- [Work instructions]: Find the line with "pub const KEY_TUPLE_META: u8 = 0x2a;" in the data below, then restate it and all remaining lines exactly, adding nothing.

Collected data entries
■ ■ ■ ■ ■ ■ ■

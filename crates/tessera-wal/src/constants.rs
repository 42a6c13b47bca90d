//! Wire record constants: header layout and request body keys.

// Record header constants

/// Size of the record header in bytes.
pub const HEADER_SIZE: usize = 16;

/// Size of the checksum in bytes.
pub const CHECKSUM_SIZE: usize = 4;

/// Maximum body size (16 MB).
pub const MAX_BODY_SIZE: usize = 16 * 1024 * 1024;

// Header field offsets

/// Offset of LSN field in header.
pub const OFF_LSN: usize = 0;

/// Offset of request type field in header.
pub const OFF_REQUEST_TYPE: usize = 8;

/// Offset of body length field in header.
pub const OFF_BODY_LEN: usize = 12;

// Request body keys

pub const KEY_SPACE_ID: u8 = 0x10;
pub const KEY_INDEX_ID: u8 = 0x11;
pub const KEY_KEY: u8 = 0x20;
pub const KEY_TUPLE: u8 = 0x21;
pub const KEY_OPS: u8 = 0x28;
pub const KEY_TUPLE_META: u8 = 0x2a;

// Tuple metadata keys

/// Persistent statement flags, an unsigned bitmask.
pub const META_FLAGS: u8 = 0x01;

■ ■ ■ ■ ■ ■ ■

- [Finished task]:
pub const KEY_TUPLE_META: u8 = 0x2a;

// Tuple metadata keys

/// Persistent statement flags, an unsigned bitmask.
pub const META_FLAGS: u8 = 0x01;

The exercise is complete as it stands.